Coming out: How brands should adapt Pride strategies during the pandemic

Unilever Pride Group.
Unilever Pride Group.

There's real Pride beyond the rainbow.

The Pandemic has upended all aspects of marketing culture and for the LGBTQ+ community the triple hit of bigotry around the pandemic, cuts in frontline queer services and the cancellation of all physical Pride marches/fundraising has hit hard.

The pandemic is also making brands re-think their approach to Pride and how to support the community. Thinking past traditional marches, merchandise and rainbow platitudes.

Ally-ship is a 24/7 365 undertaking – its Pride all day every day

This year we are supporting Coach, Equinox and Dove to generate meaningful messaging and activity that adapts to the current landscape. Making sure that we carry the message with meaning and action. 

These are our recommendations for how to evolve past the rainbow and really make a change:

1. Remember pride is about human rights. With the way many brands "celebrate" Pride Month it can start to feel like another consumer holiday, but nothing could be further from the truth. Brands need to remember that pride is about a fight for human rights and equality – a fight with a long history that is still unfolding today.

Many times pride activations can feel like they’re created to appeal broadly, as opposed to appealing to queer audiences. When brands think about pride as a human rights issue, they’re less likely to use generic imagery and more likely to focus on messages and actions that resonate with the community. Forget rainbow toothpaste or limited edition rainbow t-shirts; focus on the lives shaped by this issue. Showcase real LGBTQ+ individuals in your marketing and highlight the real focuses of the movement.

2. Don’t get lazy and default to rainbow imagery. We’ve got to move past the ubiquitous rainbow marketing. Yes, the rainbow is the recognized symbol for the LGBTQ+ community, but it has become a crutch for brands that are too lazy or too afraid to develop more meaningful marketing. The rainbow, the way it is currently used, is devoid of intimacy and dehumanizes a diverse and vibrant community. Not only is the rainbow easy and unimaginative, but it’s becoming less and less relevant as many broad sections of the LGBTQ+ community adopt their own flags or variations.

3. Support purpose marketing with actionable outcomes combined with visibility. When you decide to move beyond the rainbow, redirect some of that energy into coming up with marketing initiatives that have actionable outcomes that benefit the LGBTQ+ community. 

I can’t tell you how many campaigns I’ve seen where a brand makes a pride-oriented donation, but spends 90 percent of its budget marketing that donation while only donating 10% of the proceeds on actions. Activists quite rightly are calling out brands that spend less than the noise they make or support politicians that create anti-queer policies.  Again, pride is a human rights issue and deserves to be treated seriously. Adopting this perspective will help brands view LGBTQ+ outreach as something that lasts 365 days a year. 

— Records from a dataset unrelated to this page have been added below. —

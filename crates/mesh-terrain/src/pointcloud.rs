//! Spatial queries over point sets.
//!
//! Every stage that needs neighbourhoods (spacing estimation, RANSAC
//! clustering, WLOP, jet fitting) goes through [`SpatialIndex`], an R*-tree
//! of positions tagged with their index in the source slice.

use nalgebra::{Matrix3, Point3, Vector3};
use rayon::prelude::*;
use rstar::RTree;
use rstar::primitives::GeomWithData;

use crate::types::TerrainPoint;

/// Neighbour count used for average-spacing estimates.
pub const SPACING_NEIGHBORS: usize = 24;

type IndexedPosition = GeomWithData<[f64; 3], usize>;

/// Nearest-neighbour and radius queries over a fixed set of positions.
pub struct SpatialIndex {
    tree: RTree<IndexedPosition>,
}

impl SpatialIndex {
    /// Bulk-load an index over raw positions. Each entry remembers its slice index.
    pub fn from_positions(positions: &[Point3<f64>]) -> Self {
        let entries = positions
            .iter()
            .enumerate()
            .map(|(i, p)| GeomWithData::new([p.x, p.y, p.z], i))
            .collect();
        Self {
            tree: RTree::bulk_load(entries),
        }
    }

    /// Bulk-load an index over point positions.
    pub fn from_points(points: &[TerrainPoint]) -> Self {
        let entries = points
            .iter()
            .enumerate()
            .map(|(i, p)| GeomWithData::new(p.xyz(), i))
            .collect();
        Self {
            tree: RTree::bulk_load(entries),
        }
    }

    /// Number of indexed positions.
    pub fn len(&self) -> usize {
        self.tree.size()
    }

    /// Check if the index is empty.
    pub fn is_empty(&self) -> bool {
        self.tree.size() == 0
    }

    /// The `k` nearest entries to `query` as `(index, squared distance)`,
    /// closest first. Includes an entry at the query position itself.
    pub fn k_nearest(&self, query: [f64; 3], k: usize) -> Vec<(usize, f64)> {
        self.tree
            .nearest_neighbor_iter_with_distance_2(&query)
            .take(k)
            .map(|(entry, d2)| (entry.data, d2))
            .collect()
    }

    /// The `k` nearest entries to the indexed point `index`, excluding itself.
    pub fn k_nearest_excluding(&self, index: usize, query: [f64; 3], k: usize) -> Vec<(usize, f64)> {
        self.tree
            .nearest_neighbor_iter_with_distance_2(&query)
            .filter(|(entry, _)| entry.data != index)
            .take(k)
            .map(|(entry, d2)| (entry.data, d2))
            .collect()
    }

    /// Indices of every entry within `radius` of `query`, in ascending index order.
    pub fn within_radius(&self, query: [f64; 3], radius: f64) -> Vec<usize> {
        let mut found: Vec<usize> = self
            .tree
            .locate_within_distance(query, radius * radius)
            .map(|entry| entry.data)
            .collect();
        found.sort_unstable();
        found
    }
}

/// Mean distance from each point to its `k` nearest neighbours, averaged
/// over the set. Returns 0 for fewer than two points.
pub fn average_spacing(points: &[TerrainPoint], k: usize) -> f64 {
    if points.len() < 2 || k == 0 {
        return 0.0;
    }

    let index = SpatialIndex::from_points(points);
    // Summed sequentially so the result does not depend on thread scheduling.
    let per_point: Vec<f64> = points
        .par_iter()
        .enumerate()
        .map(|(i, p)| {
            let neighbors = index.k_nearest_excluding(i, p.xyz(), k);
            if neighbors.is_empty() {
                return 0.0;
            }
            let sum: f64 = neighbors.iter().map(|(_, d2)| d2.sqrt()).sum();
            sum / neighbors.len() as f64
        })
        .collect();

    per_point.iter().sum::<f64>() / points.len() as f64
}

/// Principal frame of a neighbourhood.
#[derive(Debug, Clone, Copy)]
pub struct LocalFrame {
    /// Centroid of the neighbourhood.
    pub origin: Point3<f64>,
    /// Direction of largest spread.
    pub u: Vector3<f64>,
    /// Direction of second largest spread.
    pub v: Vector3<f64>,
    /// Direction of least spread (the fitted normal).
    pub w: Vector3<f64>,
    /// Eigenvalues along `u`, `v`, `w`.
    pub spread: [f64; 3],
}

impl LocalFrame {
    /// Fit a frame to a neighbourhood by PCA. `None` for fewer than three
    /// positions or a degenerate covariance.
    pub fn fit(positions: &[Point3<f64>]) -> Option<Self> {
        if positions.len() < 3 {
            return None;
        }

        let n = positions.len() as f64;
        let centroid = positions
            .iter()
            .fold(Vector3::zeros(), |acc, p| acc + p.coords)
            / n;

        let mut cov = Matrix3::zeros();
        for p in positions {
            let d = p.coords - centroid;
            cov += d * d.transpose();
        }
        cov /= n;

        let eig = cov.symmetric_eigen();
        let mut order = [0usize, 1, 2];
        order.sort_by(|&a, &b| eig.eigenvalues[b].total_cmp(&eig.eigenvalues[a]));

        let u = eig.eigenvectors.column(order[0]).into_owned();
        let v = eig.eigenvectors.column(order[1]).into_owned();
        let (largest, second) = (eig.eigenvalues[order[0]], eig.eigenvalues[order[1]]);
        if largest.is_nan() || largest <= 0.0 || second <= largest * 1e-10 {
            return None;
        }
        let w = u.cross(&v).try_normalize(1e-12)?;

        Some(Self {
            origin: Point3::from(centroid),
            u,
            v,
            w,
            spread: [
                eig.eigenvalues[order[0]],
                eig.eigenvalues[order[1]],
                eig.eigenvalues[order[2]],
            ],
        })
    }

    /// Coordinates of `p` in this frame.
    #[inline]
    pub fn to_local(&self, p: &Point3<f64>) -> Vector3<f64> {
        let d = p - self.origin;
        Vector3::new(d.dot(&self.u), d.dot(&self.v), d.dot(&self.w))
    }

    /// World position of local coordinates.
    #[inline]
    pub fn to_world(&self, local: &Vector3<f64>) -> Point3<f64> {
        self.origin + self.u * local.x + self.v * local.y + self.w * local.z
    }
}

#[cfg(test)]
mod tests {
    use super::*;

    fn grid(n: usize, step: f64) -> Vec<TerrainPoint> {
        let mut points = Vec::new();
        for i in 0..n {
            for j in 0..n {
                points.push(TerrainPoint::from_coords(i as f64 * step, j as f64 * step, 0.0));
            }
        }
        points
    }

    #[test]
    fn test_k_nearest_includes_self() {
        let points = grid(3, 1.0);
        let index = SpatialIndex::from_points(&points);
        let nearest = index.k_nearest([0.0, 0.0, 0.0], 1);
        assert_eq!(nearest, vec![(0, 0.0)]);
        assert_eq!(index.len(), 9);
    }

    #[test]
    fn test_k_nearest_excluding_skips_self() {
        let points = grid(3, 1.0);
        let index = SpatialIndex::from_points(&points);
        let nearest = index.k_nearest_excluding(4, points[4].xyz(), 4);
        assert_eq!(nearest.len(), 4);
        assert!(nearest.iter().all(|&(i, d2)| i != 4 && (d2 - 1.0).abs() < 1e-12));
    }

    #[test]
    fn test_within_radius_sorted() {
        let points = grid(3, 1.0);
        let index = SpatialIndex::from_points(&points);
        let found = index.within_radius([1.0, 1.0, 0.0], 1.01);
        assert_eq!(found, vec![1, 3, 4, 5, 7]);
    }

    #[test]
    fn test_index_tolerates_identical_coordinates() {
        // Flat terrain: every z identical, many duplicate x and y values.
        let points = grid(11, 1.0);
        let index = SpatialIndex::from_points(&points);
        assert_eq!(index.len(), 121);
        assert_eq!(index.k_nearest([5.0, 5.0, 0.0], 5).len(), 5);
    }

    #[test]
    fn test_average_spacing_unit_grid() {
        let points = grid(10, 2.0);
        let spacing = average_spacing(&points, 4);
        // Interior points see four neighbours at distance 2; edges pull the mean up.
        assert!(spacing >= 2.0 && spacing < 2.5, "spacing {}", spacing);
    }

    #[test]
    fn test_average_spacing_degenerate() {
        assert_eq!(average_spacing(&[], 24), 0.0);
        assert_eq!(average_spacing(&[TerrainPoint::from_coords(1.0, 1.0, 1.0)], 24), 0.0);
    }

    #[test]
    fn test_local_frame_of_plane() {
        let positions: Vec<Point3<f64>> = grid(4, 1.0)
            .iter()
            .map(|p| Point3::new(p.position.x, p.position.y * 2.0, 3.0))
            .collect();
        let frame = LocalFrame::fit(&positions).unwrap();
        assert!(frame.w.z.abs() > 0.999);
        assert!(frame.spread[2].abs() < 1e-12);

        let p = Point3::new(1.0, 2.0, 3.0);
        let back = frame.to_world(&frame.to_local(&p));
        assert!((back - p).norm() < 1e-9);
    }

    #[test]
    fn test_local_frame_rejects_colinear() {
        let positions: Vec<Point3<f64>> =
            (0..5).map(|i| Point3::new(i as f64, 0.0, 0.0)).collect();
        assert!(LocalFrame::fit(&positions).is_none());
    }
}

4. Stop focusing solely on ‘parades’. If you’re focused on actionable outcomes, you’ll quickly realize this doesn’t include parade floats. Sure, pride marches are a fantastic way to celebrate your staff and communities, but they mean very little in terms of what a brand is actually doing to support the LGBTQ+ community. 

5. Wide view your use of creatives and creative teams. It sounds obvious but work with queer companies and queer talent across the spectrum behind as well as in front of the camera, brands need to make sure their creative and their point of view reflects a heterogeneous LGBTQ+ community – a community far more diverse than the white cisgender male image often relied upon in marketing content. Its essential to make queer content for queer people this is our moment its not about a straight co-sign.

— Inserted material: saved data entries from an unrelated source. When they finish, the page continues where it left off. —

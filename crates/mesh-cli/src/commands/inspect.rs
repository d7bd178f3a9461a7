//! mesh25d inspect command - point cloud fields and classification.

use std::path::Path;

use anyhow::Result;
use colored::Colorize;
use mesh_terrain::record::FieldWidth;
use mesh_terrain::{PlyPointCloud, PointCloudSource, inspect_cloud};

use crate::{Cli, OutputFormat, output};

fn describe(width: &Option<FieldWidth>) -> String {
    match width {
        Some(w) => w.to_string(),
        None => "absent".to_string(),
    }
}

pub fn run(input: &Path, cli: &Cli) -> Result<()> {
    let cloud = PlyPointCloud::new(input).decode()?;
    let summary = inspect_cloud(&cloud)?;

    match cli.format {
        OutputFormat::Json => output::print(&summary, cli.format, cli.quiet),
        OutputFormat::Text => {
            if cli.quiet {
                return Ok(());
            }
            println!("{}", "Point Cloud".bold().underline());
            output::field("File", input.display());
            output::field("Points", summary.points);

            println!();
            println!("{}", "Fields".bold());
            output::field("Position", describe(&summary.schema.position));
            output::field("Normal", describe(&summary.schema.normal));
            output::field("Classification", describe(&summary.schema.classification));
            output::field(
                "Height above ground",
                describe(&summary.schema.height_above_ground),
            );

            println!();
            println!("{}", "Classification".bold());
            let c = &summary.classification;
            output::field("Ground", c.ground);
            output::field("Non-ground", c.non_ground);
            output::field("Dropped", c.dropped);

            if let Some([min, max]) = summary.bounds {
                println!();
                println!("{}", "Extent".bold());
                output::field(
                    "Min",
                    format!("({:.3}, {:.3}, {:.3})", min[0], min[1], min[2]),
                );
                output::field(
                    "Max",
                    format!("({:.3}, {:.3}, {:.3})", max[0], max[1], max[2]),
                );
            }

            if !summary.warnings.is_empty() {
                println!();
                println!("{}", "Warnings".yellow().bold());
                for warning in &summary.warnings {
                    println!("  {} {}", "!".yellow(), warning);
                }
            }
        }
    }

    Ok(())
}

6. Cast and support a range of organizations. There are a wide range of causes within the larger pride movement, focusing on everything from immediate concerns, like food, poverty and shelter, to younger and older demographics. Brands can play a big role in empowering the LGBTQ+ community by working with a range of issues. This is true now more than ever with the effects of the Pandemic. There are real frontline emergency needs that are as important, if not more, than flashy commercials filled with platitudes.

If you don’t know where to get started, think local. Tune into the LGBTQ+ needs and organizations in your area and look for opportunities to be supportive. Remember, LGBTQ+ life is vibrant outside of the Los Angeles, New York and San Francisco hubs. Many local queer communities are at the front lines of hate and harm and struggle to get the vital funding they need.

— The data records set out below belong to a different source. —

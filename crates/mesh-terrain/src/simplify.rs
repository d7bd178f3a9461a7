//! Weighted locally optimal projection (WLOP) simplification.
//!
//! A random subset of the input is taken as the initial sample and then
//! iteratively pulled toward the local weighted median of the input
//! (attraction) while being pushed away from other samples (repulsion).
//! The result is a smaller, evenly distributed point set that follows the
//! input surface.

use nalgebra::{Point3, Vector3};
use rand::SeedableRng;
use rand::rngs::StdRng;
use rand::seq::index;
use rayon::prelude::*;
use serde::Serialize;
use tracing::debug;

use crate::context::{MeshingContext, Stage};
use crate::error::{TerrainError, TerrainResult};
use crate::pointcloud::{SPACING_NEIGHBORS, SpatialIndex, average_spacing};
use crate::tracing_ext::log_progress;
use crate::types::{PointSet, TerrainPoint};

/// Largest share of points simplification may retain, in percent.
pub const MAX_RETAIN_PERCENTAGE: f64 = 80.0;

/// Neighbourhood radius as a multiple of the average spacing.
pub const RADIUS_SPACING_FACTOR: f64 = 8.0;

/// Weight of the repulsion term.
pub const REPULSION_MU: f64 = 0.45;

// Coincident pairs carry no direction and an unbounded 1/d weight.
const MIN_DISTANCE: f64 = 1e-10;

/// Percentage of `point_count` points to keep so that at most
/// `max_vertex_count` remain, capped at [`MAX_RETAIN_PERCENTAGE`].
pub fn retain_percentage(max_vertex_count: usize, point_count: usize) -> f64 {
    if point_count == 0 {
        return 0.0;
    }
    (100.0 * max_vertex_count as f64 / point_count as f64).min(MAX_RETAIN_PERCENTAGE)
}

/// What a simplifier is asked to produce.
#[derive(Debug, Clone, Copy, PartialEq, Serialize)]
pub struct SimplificationRequest {
    pub max_vertex_count: usize,
    pub iterations: u32,
    pub seed: u64,
}

/// Summary of the simplification stage.
#[derive(Debug, Clone, Copy, Default, PartialEq, Serialize)]
pub struct SimplificationReport {
    pub input: usize,
    pub output: usize,
    pub retain_percentage: f64,
    pub iterations: u32,
}

/// Reduces a point set toward a vertex budget.
pub trait PointSimplification: Send + Sync {
    /// Simplify `points`. The result never has more points than the input.
    fn simplify(
        &self,
        points: &PointSet,
        request: &SimplificationRequest,
        ctx: &mut MeshingContext,
    ) -> TerrainResult<PointSet>;
}

/// WLOP simplifier with density-weighted attraction.
#[derive(Debug, Clone)]
pub struct WlopSimplifier {
    /// Fixed neighbourhood radius. `None` uses 8x the average spacing.
    pub radius: Option<f64>,
    /// Weight attraction by the inverse local density of the input.
    pub density_weights: bool,
}

impl Default for WlopSimplifier {
    fn default() -> Self {
        Self {
            radius: None,
            density_weights: true,
        }
    }
}

impl WlopSimplifier {
    /// Simplifier with automatic radius and density weighting.
    pub fn new() -> Self {
        Self::default()
    }

    /// Use a fixed neighbourhood radius.
    #[must_use]
    pub fn with_radius(mut self, radius: f64) -> Self {
        self.radius = Some(radius);
        self
    }
}

impl PointSimplification for WlopSimplifier {
    fn simplify(
        &self,
        points: &PointSet,
        request: &SimplificationRequest,
        ctx: &mut MeshingContext,
    ) -> TerrainResult<PointSet> {
        let n = points.len();
        if n < 3 {
            return Err(TerrainError::insufficient_data("simplify", 3, n));
        }

        let percentage = retain_percentage(request.max_vertex_count, n);
        let sample_count = (n as f64 * percentage / 100.0) as usize;
        if sample_count < 3 {
            return Err(TerrainError::insufficient_data("simplify", 3, sample_count));
        }

        let originals: Vec<Point3<f64>> = points.positions();
        let radius = match self.radius {
            Some(r) => r,
            None => RADIUS_SPACING_FACTOR * average_spacing(&points.points, SPACING_NEIGHBORS),
        };
        ctx.info(
            Stage::Simplify,
            format!(
                "Performing weighted locally optimal projection simplification and regularization (retain: {:.2}%, iterate: {})",
                percentage, request.iterations
            ),
        );
        debug!(target: "mesh_terrain::stage", radius, samples = sample_count, "WLOP setup");

        let mut rng = StdRng::seed_from_u64(request.seed);
        let mut chosen = index::sample(&mut rng, n, sample_count).into_vec();
        chosen.sort_unstable();
        let mut samples: Vec<Point3<f64>> = chosen.iter().map(|&i| originals[i]).collect();

        if !radius.is_finite() || radius <= 0.0 {
            ctx.warn(
                Stage::Simplify,
                format!("Neighbourhood radius is {}, keeping the initial sample", radius),
            );
            return Ok(to_point_set(samples));
        }

        let original_index = SpatialIndex::from_positions(&originals);
        let original_weights = if self.density_weights {
            inverse_densities(&originals, &original_index, radius)
        } else {
            vec![1.0; n]
        };

        let iterations = request.iterations.max(1);
        for iteration in 0..iterations {
            samples = wlop_step(&samples, &originals, &original_index, &original_weights, radius);
            log_progress("wlop", iteration as usize + 1, iterations as usize);
        }

        Ok(to_point_set(samples))
    }
}

fn to_point_set(samples: Vec<Point3<f64>>) -> PointSet {
    samples
        .into_iter()
        .map(|p| TerrainPoint::new(p, Vector3::z()))
        .collect()
}

#[inline]
fn theta(d2: f64, radius: f64) -> f64 {
    (-16.0 * d2 / (radius * radius)).exp()
}

/// `1 / (1 + sum theta)` over each point's neighbourhood.
fn inverse_densities(points: &[Point3<f64>], index: &SpatialIndex, radius: f64) -> Vec<f64> {
    points
        .par_iter()
        .enumerate()
        .map(|(i, p)| {
            let density: f64 = index
                .within_radius([p.x, p.y, p.z], radius)
                .into_iter()
                .filter(|&j| j != i)
                .map(|j| theta((points[j] - p).norm_squared(), radius))
                .sum();
            1.0 / (1.0 + density)
        })
        .collect()
}

fn wlop_step(
    samples: &[Point3<f64>],
    originals: &[Point3<f64>],
    original_index: &SpatialIndex,
    original_weights: &[f64],
    radius: f64,
) -> Vec<Point3<f64>> {
    let sample_index = SpatialIndex::from_positions(samples);
    let sample_densities: Vec<f64> = samples
        .par_iter()
        .enumerate()
        .map(|(i, s)| {
            1.0 + sample_index
                .within_radius([s.x, s.y, s.z], radius)
                .into_iter()
                .filter(|&j| j != i)
                .map(|j| theta((samples[j] - s).norm_squared(), radius))
                .sum::<f64>()
        })
        .collect();

    samples
        .par_iter()
        .enumerate()
        .map(|(i, x)| {
            let query = [x.x, x.y, x.z];

            let mut attraction = Vector3::zeros();
            let mut attraction_weight = 0.0;
            for j in original_index.within_radius(query, radius) {
                let d2 = (originals[j] - x).norm_squared();
                let d = d2.sqrt();
                if d < MIN_DISTANCE {
                    continue;
                }
                let w = theta(d2, radius) / d * original_weights[j];
                attraction += originals[j].coords * w;
                attraction_weight += w;
            }
            if attraction_weight <= 0.0 {
                return *x;
            }
            let attracted = attraction / attraction_weight;

            let mut repulsion = Vector3::zeros();
            let mut repulsion_weight = 0.0;
            for j in sample_index.within_radius(query, radius) {
                if j == i {
                    continue;
                }
                let diff = x - samples[j];
                let d2 = diff.norm_squared();
                let d = d2.sqrt();
                if d < MIN_DISTANCE {
                    continue;
                }
                let w = theta(d2, radius) / d * sample_densities[j];
                repulsion += diff * w;
                repulsion_weight += w;
            }
            if repulsion_weight > 0.0 {
                repulsion /= repulsion_weight;
            }

            Point3::from(attracted + REPULSION_MU * repulsion)
        })
        .collect()
}

#[cfg(test)]
mod tests {
    use super::*;
    use crate::error::ErrorKind;

    fn plane(n: usize) -> PointSet {
        let mut points = Vec::new();
        for i in 0..n {
            for j in 0..n {
                points.push(TerrainPoint::from_coords(i as f64, j as f64, 2.0));
            }
        }
        PointSet::from_points(points)
    }

    fn request(max_vertex_count: usize) -> SimplificationRequest {
        SimplificationRequest {
            max_vertex_count,
            iterations: 3,
            seed: 7,
        }
    }

    #[test]
    fn test_retain_percentage() {
        assert_eq!(retain_percentage(100_000, 1000), 80.0);
        assert_eq!(retain_percentage(50, 100), 50.0);
        assert_eq!(retain_percentage(0, 100), 0.0);
        assert_eq!(retain_percentage(10, 0), 0.0);
    }

    #[test]
    fn test_reduces_to_retained_share() {
        let input = plane(10);
        let mut ctx = MeshingContext::new();
        let out = WlopSimplifier::new()
            .simplify(&input, &request(100_000), &mut ctx)
            .unwrap();
        assert_eq!(out.len(), 80);
    }

    #[test]
    fn test_respects_vertex_budget() {
        let input = plane(10);
        let mut ctx = MeshingContext::new();
        let out = WlopSimplifier::new()
            .simplify(&input, &request(25), &mut ctx)
            .unwrap();
        assert_eq!(out.len(), 25);
    }

    #[test]
    fn test_stays_on_plane_and_in_bounds() {
        let input = plane(8);
        let mut ctx = MeshingContext::new();
        let out = WlopSimplifier::new()
            .simplify(&input, &request(100_000), &mut ctx)
            .unwrap();
        for p in out.iter() {
            assert!((p.position.z - 2.0).abs() < 1e-9);
            assert!(p.position.x > -3.0 && p.position.x < 10.0);
            assert!(p.position.y > -3.0 && p.position.y < 10.0);
        }
    }

    #[test]
    fn test_deterministic_for_seed() {
        let input = plane(8);
        let mut ctx = MeshingContext::new();
        let a = WlopSimplifier::new()
            .simplify(&input, &request(30), &mut ctx)
            .unwrap();
        let b = WlopSimplifier::new()
            .simplify(&input, &request(30), &mut ctx)
            .unwrap();
        assert_eq!(a.positions(), b.positions());
    }

    #[test]
    fn test_too_few_points() {
        let input = PointSet::from_points(vec![
            TerrainPoint::from_coords(0.0, 0.0, 0.0),
            TerrainPoint::from_coords(1.0, 0.0, 0.0),
        ]);
        let mut ctx = MeshingContext::new();
        let err = WlopSimplifier::new()
            .simplify(&input, &request(100), &mut ctx)
            .unwrap_err();
        assert_eq!(err.kind(), ErrorKind::InsufficientData);
    }

    #[test]
    fn test_zero_budget_is_insufficient() {
        let mut ctx = MeshingContext::new();
        let err = WlopSimplifier::new()
            .simplify(&plane(5), &request(0), &mut ctx)
            .unwrap_err();
        assert_eq!(err.kind(), ErrorKind::InsufficientData);
    }
}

7. Reassess your brand’s business practices. When it comes to pride marketing, it can be tempting to focus on the outward aspects, such as parades, advertisements, merchandising and social media. But oftentimes, the place where brands can have the biggest long-term impact is within the business itself. 

If you want to be a brand that connects with LGBTQ+ consumers, you’re going to have to create safe queer spaces and hire queer employees, providing them with supportive services backed by equitable internal policies.

The bottom line: As brands start to plan and re-work their Pride marketing, I challenge them to think beyond the month, the march and, more importantly, beyond the rainbow. Pride Month should act as a catalyst – a starting point – for brands to build relationships with the LGBTQ+ community, propelling them to create deep and meaningful marketing content throughout the entire year.

Rana Reeves is the founder of RanaVerse.